Research & development costs are not expected to increase as revenue increases. We have made the majority of the new investment we need to make and it is more about continuous improvement. We will expect to make the usual R&D offsets, more importantly is we have around £5m in tax credits. This will ensure we can retain/distribute profits without the taxman taking a significant chunk for a while.
Back to cash and inventories - supply chain issues expected to continue for another 24 months. We have plenty of room on our facilities, but higher stocks impact our cash.

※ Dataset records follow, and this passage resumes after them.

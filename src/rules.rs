//! Renju rules: five detection and Black's forbidden moves.
//!
//! Black may not make an overline (six or more), a double-three, or a
//! double-four. White is unrestricted and wins with five or more.
//!
//! Helpers that "simulate" a stone take `&mut Board` and go through
//! `Board::with_stone`, so the board is always handed back unchanged.

use crate::board::{Board, DIRECTIONS};
use crate::error::{Forbidden, MoveError};
use crate::player::{Cell, Role};
use crate::shapes::{self, OPEN_FOUR, OPEN_THREES};

// Half-width of the window used by the open-three/open-four tests
const LINE_SPAN: i32 = 6;

/// Stones of `role` walking from (x, y) in the (dx, dy) direction, origin excluded.
fn walk(board: &Board, x: i32, y: i32, dx: i32, dy: i32, role: Role) -> (usize, Cell) {
  let target = role.cell();
  let mut count = 0;
  let (mut nx, mut ny) = (x + dx, y + dy);
  while board.get(nx, ny) == target {
    count += 1;
    nx += dx;
    ny += dy;
  }
  (count, board.get(nx, ny))
}

/// 1 + same-colored stones extending both ways along the axis.
pub fn run_length(board: &Board, x: i32, y: i32, dx: i32, dy: i32, role: Role) -> usize {
  let (forward, _) = walk(board, x, y, dx, dy, role);
  let (backward, _) = walk(board, x, y, -dx, -dy, role);
  1 + forward + backward
}

/// Run length plus the number of open ends (0..=2) in one pass.
/// An end is open when the first cell past the run is on the board and empty.
pub fn line_open_ends(board: &Board, x: i32, y: i32, dx: i32, dy: i32, role: Role) -> (usize, u8) {
  let (forward, after) = walk(board, x, y, dx, dy, role);
  let (backward, before) = walk(board, x, y, -dx, -dy, role);
  let open_ends = (after == Cell::Empty) as u8 + (before == Cell::Empty) as u8;
  (1 + forward + backward, open_ends)
}

/// Cells from -span to +span along the axis, walls included.
pub fn line_window(board: &Board, x: i32, y: i32, dx: i32, dy: i32, span: i32) -> Vec<Cell> {
  (-span..=span).map(|k| board.get(x + k * dx, y + k * dy)).collect()
}

/// Is the stone at (x, y) a winning one?
///
/// White wins with any run of five or more. Black needs an exact five and
/// no overline on any axis through the stone.
pub fn check_win(board: &Board, x: i32, y: i32, role: Role) -> bool {
  match role {
    Role::White => DIRECTIONS.iter().any(|&(dx, dy)| run_length(board, x, y, dx, dy, role) >= 5),
    Role::Black => {
      let mut exact = false;
      for &(dx, dy) in DIRECTIONS.iter() {
        let run = run_length(board, x, y, dx, dy, role);
        if run >= 6 {
          return false;
        }
        if run == 5 {
          exact = true;
        }
      }
      exact
    }
  }
}

/// Whole-board scan for five or more of `role` in a row.
pub fn has_five_anywhere(board: &Board, role: Role) -> bool {
  let target = role.cell();
  for y in 0..board_size() {
    for x in 0..board_size() {
      if board.get(x, y) != target {
        continue;
      }
      if DIRECTIONS.iter().any(|&(dx, dy)| run_length(board, x, y, dx, dy, role) >= 5) {
        return true;
      }
    }
  }
  false
}

fn board_size() -> i32 {
  crate::board::SIZE as i32
}

/// Would a stone at the empty (x, y) make six or more? Always false for White.
pub fn would_overline(board: &mut Board, x: i32, y: i32, role: Role) -> bool {
  if role != Role::Black || !board.is_empty(x, y) {
    return false;
  }
  board.with_stone(x, y, role, |b| {
    DIRECTIONS.iter().any(|&(dx, dy)| run_length(b, x, y, dx, dy, role) >= 6)
  })
}

/// Does the axis through (x, y) contain `.SSSS.` with no same-colored stone
/// directly outside it?
pub fn has_open_four(board: &Board, x: i32, y: i32, dx: i32, dy: i32, role: Role) -> bool {
  let window = line_window(board, x, y, dx, dy, LINE_SPAN);
  let target = role.cell();
  let found = shapes::match_starts(&window, OPEN_FOUR, role).any(|idx| {
    let left_ok = idx == 0 || window[idx - 1] != target;
    let right_ok = window.get(idx + OPEN_FOUR.len()).map_or(true, |&c| c != target);
    left_ok && right_ok
  });
  found
}

/// Open-three test for the axis through (x, y).
///
/// Holds when one more stone on an empty cell of the axis (within five of
/// the origin) makes an open four, or when the window already shows
/// `.SSS.`, `.SS.S.` or `.S.SS.`.
pub fn has_open_three(board: &mut Board, x: i32, y: i32, dx: i32, dy: i32, role: Role) -> bool {
  let window = line_window(board, x, y, dx, dy, LINE_SPAN);

  for t in -5..=5 {
    let (nx, ny) = (x + t * dx, y + t * dy);
    if !board.is_empty(nx, ny) {
      continue;
    }
    if board.with_stone(nx, ny, role, |b| has_open_four(b, nx, ny, dx, dy, role)) {
      return true;
    }
  }

  OPEN_THREES.iter().any(|pattern| shapes::find(&window, pattern, role).is_some())
}

/// Number of axes showing an open four once `role` is placed at (x, y).
pub fn count_open_four_axes(board: &mut Board, x: i32, y: i32, role: Role) -> usize {
  if !board.is_empty(x, y) {
    return 0;
  }
  board.with_stone(x, y, role, |b| {
    DIRECTIONS
      .iter()
      .filter(|&&(dx, dy)| has_open_four(b, x, y, dx, dy, role))
      .count()
  })
}

pub fn is_forbidden_double_three(board: &mut Board, x: i32, y: i32, role: Role) -> bool {
  if role != Role::Black || !board.is_empty(x, y) {
    return false;
  }
  board.with_stone(x, y, role, |b| {
    let mut axes = 0;
    for &(dx, dy) in DIRECTIONS.iter() {
      if has_open_three(b, x, y, dx, dy, role) {
        axes += 1;
        if axes >= 2 {
          return true;
        }
      }
    }
    false
  })
}

pub fn is_forbidden_double_four(board: &mut Board, x: i32, y: i32, role: Role) -> bool {
  role == Role::Black && count_open_four_axes(board, x, y, role) >= 2
}

/// Which rule, if any, a stone at the empty (x, y) would break.
pub fn forbidden_reason(board: &mut Board, x: i32, y: i32, role: Role) -> Option<Forbidden> {
  if role != Role::Black {
    return None;
  }
  if would_overline(board, x, y, role) {
    Some(Forbidden::Overline)
  } else if is_forbidden_double_three(board, x, y, role) {
    Some(Forbidden::DoubleThree)
  } else if is_forbidden_double_four(board, x, y, role) {
    Some(Forbidden::DoubleFour)
  } else {
    None
  }
}

/// Black only: occupied, overline, double-three or double-four.
pub fn is_forbidden_move(board: &mut Board, x: i32, y: i32, role: Role) -> bool {
  if role != Role::Black {
    return false;
  }
  !board.is_empty(x, y) || forbidden_reason(board, x, y, role).is_some()
}

/// Legality gate with the reason for a refusal.
pub fn check_move(board: &mut Board, x: i32, y: i32, role: Role) -> Result<(), MoveError> {
  if !board.in_bounds(x, y) {
    return Err(MoveError::OutOfBounds { x, y });
  }
  let (ux, uy) = (x as usize, y as usize);
  if !board.is_empty(x, y) {
    return Err(MoveError::Occupied { x: ux, y: uy });
  }
  match forbidden_reason(board, x, y, role) {
    Some(reason) => Err(MoveError::Forbidden { x: ux, y: uy, reason }),
    None => Ok(()),
  }
}

pub fn is_valid_move(board: &mut Board, x: i32, y: i32, role: Role) -> bool {
  check_move(board, x, y, role).is_ok()
}
//! Refusals surfaced to whoever drives the board.
//! Illegal input is expected during play, so none of these abort anything.

use thiserror::Error;

/// Renju rule broken by a Black move.
#[derive(Debug, Clone, Copy, PartialEq, Eq)]
pub enum Forbidden {
  Overline,
  DoubleThree,
  DoubleFour,
}

impl std::fmt::Display for Forbidden {
  fn fmt(&self, f: &mut std::fmt::Formatter<'_>) -> std::fmt::Result {
    let name = match self {
      Forbidden::Overline => "overline",
      Forbidden::DoubleThree => "double-three",
      Forbidden::DoubleFour => "double-four",
    };
    f.write_str(name)
  }
}

/// Why a move was refused.
#[derive(Debug, Clone, Copy, PartialEq, Eq, Error)]
pub enum MoveError {
  #[error("({x}, {y}) is outside the board")]
  OutOfBounds { x: i32, y: i32 },

  #[error("({x}, {y}) is already occupied")]
  Occupied { x: usize, y: usize },

  #[error("({x}, {y}) is a forbidden move ({reason})")]
  Forbidden { x: usize, y: usize, reason: Forbidden },

  #[error("it is not your turn")]
  NotYourTurn,

  #[error("the game is already over")]
  GameOver,
}

/// Errors reading the 225-symbol board interchange format.
#[derive(Debug, Clone, PartialEq, Eq, Error)]
pub enum BoardParseError {
  #[error("expected 225 cells, got {0}")]
  WrongLength(usize),

  #[error("invalid symbol {symbol:?} at index {index}")]
  InvalidSymbol { index: usize, symbol: char },
}
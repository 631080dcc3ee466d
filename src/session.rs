use crate::game_logger::{describe, GameLogger};
use crate::terminal_ui::{GameAction, TerminalUI};
use gomoku_renju::board::{CENTER, SIZE};
use gomoku_renju::game::{Game, GameMode};
use gomoku_renju::player::PlayerType;
use log::{info, warn};
use std::error::Error;
use std::io;
use std::thread;
use std::time::Duration;

/// Interactive play in the terminal; engine turns run inline.
pub fn run_interactive(game: &mut Game) -> io::Result<()> {
  let mut ui = TerminalUI::new();
  ui.init_screen()?;
  let result = interactive_loop(game, &mut ui);
  ui.restore_terminal()?;
  result
}

fn interactive_loop(game: &mut Game, ui: &mut TerminalUI) -> io::Result<()> {
  let (mut cursor_x, mut cursor_y) = (CENTER, CENTER);

  loop {
    ui.set_status(&status_line(game));
    ui.draw_board(game.board(), cursor_x, cursor_y);

    if game.is_over() {
      ui.show_message(&format!("Game over: {} Press any key.", describe(game.outcome())));
      ui.read_input();
      return Ok(());
    }

    if game.current_player().player_type == PlayerType::AI {
      match game.engine_move() {
        Ok(decision) => {
          ui.show_message(&format!(
            "{:?} played ({}, {}) [{:?}]",
            decision.mv.role, decision.mv.x, decision.mv.y, decision.stage
          ));
          cursor_x = decision.mv.x;
          cursor_y = decision.mv.y;
        }
        Err(err) => {
          // Engine moves are always legal unless the game already ended
          warn!("engine move refused: {}", err);
          ui.show_message(&err.to_string());
          return Ok(());
        }
      }
      continue;
    }

    match ui.read_input() {
      GameAction::Quit => return Ok(()),
      GameAction::Undo => {
        let undone = match game.mode {
          GameMode::AIvHuman => game.undo_to_human(),
          _ => game.undo(),
        };
        if !undone {
          ui.show_message("No moves to undo.");
        }
      }
      GameAction::MoveLeft => cursor_x = cursor_x.saturating_sub(1),
      GameAction::MoveRight => cursor_x = (cursor_x + 1).min(SIZE - 1),
      GameAction::MoveUp => cursor_y = cursor_y.saturating_sub(1),
      GameAction::MoveDown => cursor_y = (cursor_y + 1).min(SIZE - 1),
      GameAction::PlaceStone => match game.play(cursor_x as i32, cursor_y as i32) {
        Ok(mv) => {
          info!("human {:?} played ({}, {})", mv.role, mv.x, mv.y);
          ui.show_message("");
        }
        Err(err) => ui.show_message(&err.to_string()),
      },
      GameAction::None => {}
    }
  }
}

fn status_line(game: &Game) -> String {
  let player = game.current_player();
  match player.player_type {
    PlayerType::Human => format!("{:?} to move (you)  [arrows move, Enter places, u undoes, q quits]", player.role),
    PlayerType::AI => format!("{:?} to move ({} engine thinking...)", player.role, player.difficulty),
  }
}

/// Engine against engine without a terminal, recording every move.
pub fn run_headless(game: &mut Game, record_file: &str) -> Result<(), Box<dyn Error>> {
  let mut logger = GameLogger::new(record_file)?;

  println!("Starting AI vs AI game with logging...");
  println!("Record file: {}", record_file);
  println!("Black: {}  White: {}", game.black.difficulty, game.white.difficulty);
  println!();

  while !game.is_over() {
    let round = game.history().len() + 1;
    let role = game.to_move();
    logger.log_move_start(role, round)?;
    logger.log_board_state(game.board())?;
    logger.log_candidates(&game.board().candidate_moves(2))?;

    let decision = game.engine_move()?;
    logger.log_decision(&decision, &game.stats(role).unwrap_or_default())?;

    println!(
      "Move #{} {:?} -> ({}, {}) score: {:?} [{:?}]",
      round, role, decision.mv.x, decision.mv.y, decision.mv.score, decision.stage
    );

    // Small delay for readability
    thread::sleep(Duration::from_millis(100));
  }

  logger.log_board_state(game.board())?;
  logger.log_game_end(game.outcome(), game.history().len())?;

  println!("\nGame Over!");
  println!("Result: {}", describe(game.outcome()));
  println!("Total moves: {}", game.history().len());
  println!("\nSee {} for detailed analysis.", record_file);
  Ok(())
}
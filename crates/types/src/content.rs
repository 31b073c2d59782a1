//! Content types for ABI records.

use serde::{Deserialize, Serialize};

/// Encoding of a stored ABI blob. Each variant is a single bit so callers can
/// express the set of encodings they accept as a mask.
#[derive(Debug, Clone, Copy, PartialEq, Eq, Hash, PartialOrd, Ord, Serialize, Deserialize)]
#[serde(rename_all = "snake_case")]
pub enum ContentType {
    Json = 1,
    ZlibJson = 2,
    Cbor = 4,
    Uri = 8,
}

impl ContentType {
    /// Every content type in ascending bit order, which is also query priority.
    pub const ALL: [ContentType; 4] = [
        ContentType::Json,
        ContentType::ZlibJson,
        ContentType::Cbor,
        ContentType::Uri,
    ];

    /// Mask accepting every known content type.
    pub const ANY: u32 = 0b1111;

    /// Exact single-bit lookup; combined masks and unknown bits yield `None`.
    pub fn from_bit(bit: u32) -> Option<Self> {
        match bit {
            1 => Some(ContentType::Json),
            2 => Some(ContentType::ZlibJson),
            4 => Some(ContentType::Cbor),
            8 => Some(ContentType::Uri),
            _ => None,
        }
    }

    pub fn bit(self) -> u32 {
        self as u32
    }

    pub fn matches(self, mask: u32) -> bool {
        mask & self.bit() != 0
    }
}
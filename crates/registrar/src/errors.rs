//! Error types for the FIFS registrar

use hns_registry::RegistryError;
use hns_types::{Node, Principal};
use thiserror::Error;

#[derive(Error, Debug, Clone, PartialEq, Eq)]
pub enum RegistrarError {
    #[error("Name already registered: {node} is owned by {owner}")]
    AlreadyRegistered { node: Node, owner: Principal },

    #[error(transparent)]
    Registry(#[from] RegistryError),
}

pub type Result<T> = std::result::Result<T, RegistrarError>;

We discussed the clocks position and the fact we have a huge growing opportunity with SASS. The projections show that give us 55,000 clocks by 2025 are realistic and we are on track. This is where significant revenues will be generated.
We discuss that we as investors would like for forecasts, here there was some reticence due to the headwinds faced with Brexit, Pandemics, Inflation, and War but they heard this is something we would like.
We discussed how we can promote ourselves better, more RNS's for information. If we are to raise money then a stronger share price is better no matter which route you go.
The proactive session. Pretty much the same presentation as the Meet the Investor open to investors to go and review. Marie-Claire and Paul presented well, however as an investor I felt there was no sell! The other 3 companies all were raising case so why were we there? We delivered the right messages we told the audience what we do, that we are growing, we are back to profit, that revenues could double/triple, with a US business that is flying, with a new software business model that is high margin, but we failed to show them the killer graph that despite a £20m revenue, growing revenue, back to profit and expected strong 2H, that we are trading at 45p which values the business at just over £4m. DYOR and that but come on, we need to get that message across!